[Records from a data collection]

BEGIN

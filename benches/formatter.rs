//! Benchmark suite for the InfluxDB formatter.
//!
//! Isolates formatting from the discovery loop and async runtime.

use criterion::{Criterion, Throughput, black_box, criterion_group, criterion_main};
use std::time::SystemTime;
use tempodisk_listener::{
    DeviceEntity, InfluxDbFormatter, OutputFormatter, PeripheralId, PropertyName, SensorReading,
};

const TEST_ID: PeripheralId = PeripheralId([0xAA, 0xBB, 0xCC, 0xDD, 0xEE, 0xFF]);

fn device(name: &str) -> DeviceEntity {
    let mut device = DeviceEntity::create(TEST_ID, name, "bench");
    device.update(&SensorReading {
        temperature: 21.5,
        humidity: 45.0,
        dew_point: 9.3,
        battery: 87,
    });
    device
}

/// One line per property type
fn bench_format_property(c: &mut Criterion) {
    let mut group = c.benchmark_group("format_property");
    let formatter = InfluxDbFormatter::new("tempodisk".to_string());
    let device = device("Cellar");

    group.throughput(Throughput::Elements(1));
    for name in [PropertyName::Temperature, PropertyName::Battery] {
        let property = device.property(name);
        group.bench_function(name.as_str(), |b| {
            b.iter(|| {
                formatter.format(black_box(&device), black_box(property), SystemTime::UNIX_EPOCH)
            })
        });
    }

    group.finish();
}

/// Display names that need tag escaping
fn bench_format_escaped_name(c: &mut Criterion) {
    let mut group = c.benchmark_group("format_escaped_name");
    let formatter = InfluxDbFormatter::new("tempodisk".to_string());

    for (label, name) in [("plain", "Cellar"), ("escaped", "Blue Maestro, wine cellar")] {
        let device = device(name);
        group.bench_function(label, |b| {
            b.iter(|| {
                formatter.format(
                    black_box(&device),
                    device.property(PropertyName::Humidity),
                    SystemTime::UNIX_EPOCH,
                )
            })
        });
    }

    group.finish();
}

/// A full update: all four properties of one reading
fn bench_format_reading(c: &mut Criterion) {
    let formatter = InfluxDbFormatter::new("tempodisk".to_string());
    let device = device("Cellar");

    let mut group = c.benchmark_group("format_reading");
    group.throughput(Throughput::Elements(4));
    group.bench_function("all_properties", |b| {
        b.iter(|| {
            device
                .properties()
                .iter()
                .filter_map(|p| formatter.format(&device, p, SystemTime::UNIX_EPOCH))
                .map(|line| line.len())
                .sum::<usize>()
        })
    });
    group.finish();
}

criterion_group!(
    benches,
    bench_format_property,
    bench_format_escaped_name,
    bench_format_reading,
);
criterion_main!(benches);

END

Work to complete: Apply a filter for "DeviceEntity" to the entries and show each line that passes.

Result of the task:
    DeviceEntity, InfluxDbFormatter, OutputFormatter, PeripheralId, PropertyName, SensorReading,
fn device(name: &str) -> DeviceEntity {
    let mut device = DeviceEntity::create(TEST_ID, name, "bench");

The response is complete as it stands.